Thursday, May 01, 2014



"No intention to interfere"

When the Prime Minister found out that Maurice Williamson had contacted police over their investigation of a National Party donor on domestic violence charges, Williamson "assured [him] that he did not in any way intend to influence the Police investigation".

Bullshit:

Maurice Williamson told a senior police officer that a wealthy businessman facing domestic assault charges was "investing a lot of money in New Zealand" and urged police to be on "solid ground", according to internal police emails.

The former National Party Minister, who resigned this morning following Herald revelations that he made the phone call, said that he "in no way was he looking to interfere" with the criminal case against Donghua Liu but just wanted to "make sure somebody had reviewed the matter to ensure we were on solid ground as Mr Liu is investing a lot of money in New Zealand", according to Inspector Gary Davey.

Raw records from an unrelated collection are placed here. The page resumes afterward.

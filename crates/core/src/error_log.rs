// SPDX-License-Identifier: BUSL-1.1
// Copyright (c) 2026 Alfred Jean LLC

//! Bounded FIFO of recent request errors.

use crate::error::ErrorKind;
use parking_lot::Mutex;
use serde::{Deserialize, Serialize};
use std::collections::VecDeque;

/// Default ring capacity.
pub const DEFAULT_ERROR_CAPACITY: usize = 100;

/// One recorded request failure.
#[derive(Debug, Clone, PartialEq, Serialize, Deserialize)]
pub struct ErrorEntry {
    pub timestamp_ms: u64,
    pub service: String,
    pub operation: String,
    pub kind: ErrorKind,
    pub message: String,
    pub request_id: String,
}

/// Bounded error history; oldest entries are evicted on overflow.
#[derive(Debug)]
pub struct ErrorRing {
    entries: Mutex<VecDeque<ErrorEntry>>,
    capacity: usize,
}

impl ErrorRing {
    pub fn new(capacity: usize) -> Self {
        Self {
            entries: Mutex::new(VecDeque::with_capacity(capacity)),
            capacity,
        }
    }

    pub fn record(&self, entry: ErrorEntry) {
        let mut entries = self.entries.lock();
        if entries.len() == self.capacity {
            entries.pop_front();
        }
        entries.push_back(entry);
    }

    /// All retained entries, oldest first.
    pub fn snapshot(&self) -> Vec<ErrorEntry> {
        self.entries.lock().iter().cloned().collect()
    }

    /// The most recent `n` entries, newest last.
    pub fn last(&self, n: usize) -> Vec<ErrorEntry> {
        let entries = self.entries.lock();
        let skip = entries.len().saturating_sub(n);
        entries.iter().skip(skip).cloned().collect()
    }

    pub fn len(&self) -> usize {
        self.entries.lock().len()
    }

    pub fn is_empty(&self) -> bool {
        self.entries.lock().is_empty()
    }
}

impl Default for ErrorRing {
    fn default() -> Self {
        Self::new(DEFAULT_ERROR_CAPACITY)
    }
}

#[cfg(test)]
#[path = "error_log_tests.rs"]
mod tests;
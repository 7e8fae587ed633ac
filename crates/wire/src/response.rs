// SPDX-License-Identifier: BUSL-1.1
// Copyright (c) 2026 Alfred Jean LLC

use crate::types::{DaemonStatus, DispatchResponse, HealthSummary, SystemOverview};
use flo_core::{
    ErrorEntry, ErrorKind, MetricsSnapshot, Pipeline, PipelineExecution, ServiceEntry,
    ServiceEvent, ServiceSnapshot,
};
use serde::{Deserialize, Serialize};

/// Response from the daemon to a client.
#[derive(Debug, Clone, Serialize, Deserialize, PartialEq)]
#[serde(tag = "type")]
pub enum Response {
    /// Generic success
    Ok,

    /// Health check response
    Pong,

    /// Version handshake response
    Hello { version: String },

    /// Daemon is shutting down
    ShuttingDown,

    /// Daemon self-status
    Status { status: DaemonStatus },

    /// Lifecycle operation accepted; `success` is false when the
    /// orchestrator tried and the underlying service refused.
    Lifecycle { success: bool, message: String },

    /// Single managed-service snapshot
    Service { service: ServiceSnapshot },

    /// All managed-service snapshots
    Services { services: Vec<ServiceSnapshot> },

    /// Single registry entry (register/get)
    Entry { entry: ServiceEntry },

    /// Registry entries (discover/list)
    Entries { entries: Vec<ServiceEntry> },

    /// Fleet overview
    Overview { overview: SystemOverview },

    /// Orchestrator health summary
    Health { health: HealthSummary },

    /// Request metrics snapshot
    Metrics { metrics: MetricsSnapshot },

    /// Recent error history, newest last
    Errors { errors: Vec<ErrorEntry> },

    /// Single pipeline definition
    Pipeline { pipeline: Pipeline },

    /// All pipeline definitions
    Pipelines { pipelines: Vec<Pipeline> },

    /// Single execution record
    Execution { execution: PipelineExecution },

    /// All execution records
    Executions { executions: Vec<PipelineExecution> },

    /// Dispatch outcome
    Dispatch { response: DispatchResponse },

    /// One streamed lifecycle event (StreamStatus connections only)
    Event { event: ServiceEvent },

    /// Error response carrying the taxonomy kind
    Error { kind: ErrorKind, message: String },
}

impl Response {
    /// Error response helper.
    pub fn error(kind: ErrorKind, message: impl Into<String>) -> Self {
        Response::Error {
            kind,
            message: message.into(),
        }
    }

    /// InvalidArgument shorthand used by request validation.
    pub fn invalid(message: impl Into<String>) -> Self {
        Self::error(ErrorKind::InvalidArgument, message)
    }
}

#[cfg(test)]
#[path = "response_tests.rs"]
mod tests;
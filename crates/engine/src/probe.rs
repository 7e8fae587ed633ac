// SPDX-License-Identifier: BUSL-1.1
// Copyright (c) 2026 Alfred Jean LLC

//! Health probes and external-dependency reachability checks.
//!
//! A probe failure is silent: it returns false and is logged at debug.
//! Only repeated failures drive state changes, and that policy lives
//! in the orchestrator's health monitor.

use flo_config::{ExternalDependency, ProbeKind, ServiceDef};
use flo_wire::{WorkerRequest, WorkerResponse, SERVING};
use std::time::Duration;
use tokio::net::TcpStream;

/// Hard ceiling per probe regardless of configuration.
pub const MAX_PROBE_TIMEOUT: Duration = Duration::from_secs(3);

/// Budget for one external-dependency HTTP check.
pub const EXTERNAL_PROBE_TIMEOUT: Duration = Duration::from_secs(5);

/// Probe runner; owns the HTTP client used for http probes and
/// external checks.
#[derive(Clone)]
pub struct Prober {
    http: reqwest::Client,
}

impl Prober {
    pub fn new() -> Self {
        Self {
            http: reqwest::Client::new(),
        }
    }

    /// Run a service's configured probe against localhost.
    pub async fn probe_service(&self, def: &ServiceDef) -> bool {
        let timeout = def.health_check.timeout.min(MAX_PROBE_TIMEOUT);
        match def.health_check.kind {
            ProbeKind::Tcp => probe_tcp(def.grpc_port, timeout).await,
            ProbeKind::Rpc => probe_rpc(def.grpc_port, timeout).await,
            ProbeKind::Http => {
                let port = def.http_port.unwrap_or(def.grpc_port);
                self.probe_http(port, &def.health_check.endpoint, timeout).await
            }
        }
    }

    /// GET the endpoint and accept any status in [200, 400).
    async fn probe_http(&self, port: u16, endpoint: &str, timeout: Duration) -> bool {
        let url = format!("http://127.0.0.1:{port}{endpoint}");
        match self.http.get(&url).timeout(timeout).send().await {
            Ok(response) => {
                let code = response.status().as_u16();
                (200..400).contains(&code)
            }
            Err(e) => {
                tracing::debug!(url, error = %e, "http probe failed");
                false
            }
        }
    }

    /// Probe a required external dependency before startup. Unknown
    /// kinds are logged and skipped.
    pub async fn check_external(&self, key: &str, dep: &ExternalDependency) -> Result<(), String> {
        match dep.kind.as_str() {
            "http" => {
                match self
                    .http
                    .get(&dep.url)
                    .timeout(EXTERNAL_PROBE_TIMEOUT)
                    .send()
                    .await
                {
                    Ok(response) if response.status().as_u16() < 400 => Ok(()),
                    Ok(response) => Err(format!("{} returned {}", dep.url, response.status())),
                    Err(e) => Err(format!("{} unreachable: {e}", dep.url)),
                }
            }
            other => {
                tracing::warn!(key, kind = other, "unknown external dependency kind, skipping");
                Ok(())
            }
        }
    }
}

impl Default for Prober {
    fn default() -> Self {
        Self::new()
    }
}

/// A dial within the timeout is alive.
async fn probe_tcp(port: u16, timeout: Duration) -> bool {
    matches!(
        tokio::time::timeout(timeout, TcpStream::connect(("127.0.0.1", port))).await,
        Ok(Ok(_))
    )
}

/// Connect and issue the standard worker health call; only a
/// "serving" reply passes.
async fn probe_rpc(port: u16, timeout: Duration) -> bool {
    let result = tokio::time::timeout(timeout, async {
        let mut stream = TcpStream::connect(("127.0.0.1", port)).await.ok()?;
        let payload = flo_wire::encode(&WorkerRequest::Health).ok()?;
        flo_wire::write_message(&mut stream, &payload).await.ok()?;
        let bytes = flo_wire::read_message(&mut stream).await.ok()?;
        flo_wire::decode::<WorkerResponse>(&bytes).ok()
    })
    .await;

    matches!(
        result,
        Ok(Some(WorkerResponse::Health { ref status })) if status == SERVING
    )
}

#[cfg(test)]
#[path = "probe_tests.rs"]
mod tests;
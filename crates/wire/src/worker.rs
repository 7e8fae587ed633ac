// SPDX-License-Identifier: BUSL-1.1
// Copyright (c) 2026 Alfred Jean LLC

//! Downstream worker wire messages.
//!
//! Workers are opaque endpoints: the control plane only ever sends
//! them a health call or a single operation, framed exactly like the
//! control-plane protocol.

use serde::{Deserialize, Serialize};
use std::collections::HashMap;

/// The health status value a live worker must answer with.
pub const SERVING: &str = "serving";

/// Request sent to a worker's RPC port.
#[derive(Debug, Clone, PartialEq, Serialize, Deserialize)]
#[serde(tag = "type")]
pub enum WorkerRequest {
    /// Standard health call; the rpc probe accepts only [`SERVING`].
    #[serde(rename = "health")]
    Health,

    /// One operation invocation.
    #[serde(rename = "execute")]
    Execute {
        operation: String,
        #[serde(default)]
        payload: serde_json::Value,
        #[serde(default)]
        parameters: HashMap<String, String>,
        request_id: String,
    },
}

/// Worker reply.
#[derive(Debug, Clone, PartialEq, Serialize, Deserialize)]
#[serde(tag = "type")]
pub enum WorkerResponse {
    #[serde(rename = "health")]
    Health { status: String },

    #[serde(rename = "result")]
    Result {
        success: bool,
        #[serde(default)]
        output: serde_json::Value,
        #[serde(default, skip_serializing_if = "Option::is_none")]
        error: Option<String>,
    },
}

impl WorkerResponse {
    /// A passing health reply.
    pub fn serving() -> Self {
        WorkerResponse::Health {
            status: SERVING.to_string(),
        }
    }
}

#[cfg(test)]
#[path = "worker_tests.rs"]
mod tests;
// SPDX-License-Identifier: BUSL-1.1
// Copyright (c) 2026 Alfred Jean LLC

//! Status streaming: a connection-upgrading request.
//!
//! After `StreamStatus` the connection carries `Response::Event`
//! frames only: first one synthetic event per known service with
//! previous status Unknown, then live transitions from the event bus
//! until the client disconnects. The subscription is removed exactly
//! once, on the way out.

use super::{ConnectionError, ListenCtx};
use crate::env::ipc_timeout;
use flo_core::{Clock, ServiceEvent, ServiceStatus, SystemClock};
use flo_wire::Response;
use tokio::io::{AsyncRead, AsyncReadExt, AsyncWrite, AsyncWriteExt};
use tracing::debug;

pub(super) async fn handle_stream<R, W>(
    mut reader: R,
    mut writer: W,
    ctx: &ListenCtx,
) -> Result<(), ConnectionError>
where
    R: AsyncRead + AsyncReadExt + Unpin + Send + 'static,
    W: AsyncWrite + AsyncWriteExt + Unpin + Send + 'static,
{
    let bus = ctx.orchestrator.bus();
    let (id, mut rx) = bus.subscribe();

    // Synthetic snapshot so a fresh subscriber knows the whole fleet.
    let now = SystemClock.epoch_ms();
    for snapshot in ctx.orchestrator.snapshots() {
        let event = ServiceEvent::new(
            snapshot.name.clone(),
            ServiceStatus::Unknown,
            snapshot.status,
            "",
            now,
        );
        if flo_wire::write_frame(&mut writer, &Response::Event { event }, ipc_timeout())
            .await
            .is_err()
        {
            bus.unsubscribe(id);
            return Ok(());
        }
    }

    loop {
        tokio::select! {
            // The client never sends again on this connection; a read
            // completing means EOF or junk; either way, it is gone.
            _ = read_one(&mut reader) => break,
            event = rx.recv() => {
                match event {
                    Some(event) => {
                        let frame = Response::Event { event };
                        if flo_wire::write_frame(&mut writer, &frame, ipc_timeout()).await.is_err() {
                            break;
                        }
                    }
                    None => break,
                }
            }
        }
    }

    debug!("status stream closed");
    bus.unsubscribe(id);
    Ok(())
}

async fn read_one<R: AsyncReadExt + Unpin>(reader: &mut R) {
    let mut buf = [0u8; 1];
    let _ = reader.read(&mut buf).await;
}
// SPDX-License-Identifier: BUSL-1.1
// Copyright (c) 2026 Alfred Jean LLC

//! Discovery registry entry types.

use serde::{Deserialize, Serialize};
use std::collections::HashMap;

/// Registered health status of a service instance.
///
/// Distinct from the supervisor's lifecycle view: registration status
/// is self-reported by whoever registered the instance.
#[derive(Debug, Clone, Copy, PartialEq, Eq, Serialize, Deserialize, Default)]
#[serde(rename_all = "snake_case")]
pub enum InstanceStatus {
    #[default]
    Healthy,
    Unhealthy,
    Starting,
    Stopping,
    Unknown,
}

impl std::fmt::Display for InstanceStatus {
    fn fmt(&self, f: &mut std::fmt::Formatter<'_>) -> std::fmt::Result {
        let s = match self {
            InstanceStatus::Healthy => "healthy",
            InstanceStatus::Unhealthy => "unhealthy",
            InstanceStatus::Starting => "starting",
            InstanceStatus::Stopping => "stopping",
            InstanceStatus::Unknown => "unknown",
        };
        write!(f, "{s}")
    }
}

/// A service instance known to the discovery registry.
#[derive(Debug, Clone, PartialEq, Serialize, Deserialize)]
pub struct ServiceEntry {
    /// Stable identifier, generated (`svc-…`) when a client registers
    /// without one.
    #[serde(default)]
    pub id: String,
    pub name: String,
    #[serde(default)]
    pub version: String,
    pub host: String,
    pub port: u16,
    #[serde(default)]
    pub status: InstanceStatus,
    #[serde(default)]
    pub metadata: HashMap<String, String>,
    #[serde(default)]
    pub tags: Vec<String>,
    /// Epoch ms, stamped by the registry at registration.
    #[serde(default)]
    pub registered_at_ms: u64,
    /// Epoch ms, stamped by the registry; always >= registered_at_ms.
    #[serde(default)]
    pub last_heartbeat_ms: u64,
}

impl ServiceEntry {
    /// Minimal entry for registration; the registry fills id and
    /// timestamps.
    pub fn new(name: impl Into<String>, host: impl Into<String>, port: u16) -> Self {
        Self {
            id: String::new(),
            name: name.into(),
            version: String::new(),
            host: host.into(),
            port,
            status: InstanceStatus::Healthy,
            metadata: HashMap::new(),
            tags: Vec::new(),
            registered_at_ms: 0,
            last_heartbeat_ms: 0,
        }
    }

    /// `host:port` dial address.
    pub fn address(&self) -> String {
        format!("{}:{}", self.host, self.port)
    }
}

And that's exactly what interfering in a police investigation looks like: someone powerful telling police to "be careful". Sadly, rather than reminding Williamson of the constitutional independence of police, or of the law on perversion of the course of justice, they let him get away with it.

Update: Except its worse than that. Because as the released emails show, the Police gave Williamson exactly what he wanted. In an email sent on 20 January, Inspector Gary Davey says
I would like someone from Family Violence to contact prosecutions, review the file, discuss with prosecutions and then we will need to provide a response to the Minister.

Williamson's head isn't the only one that should be on a spike. The Police who obeyed him need to be fired too.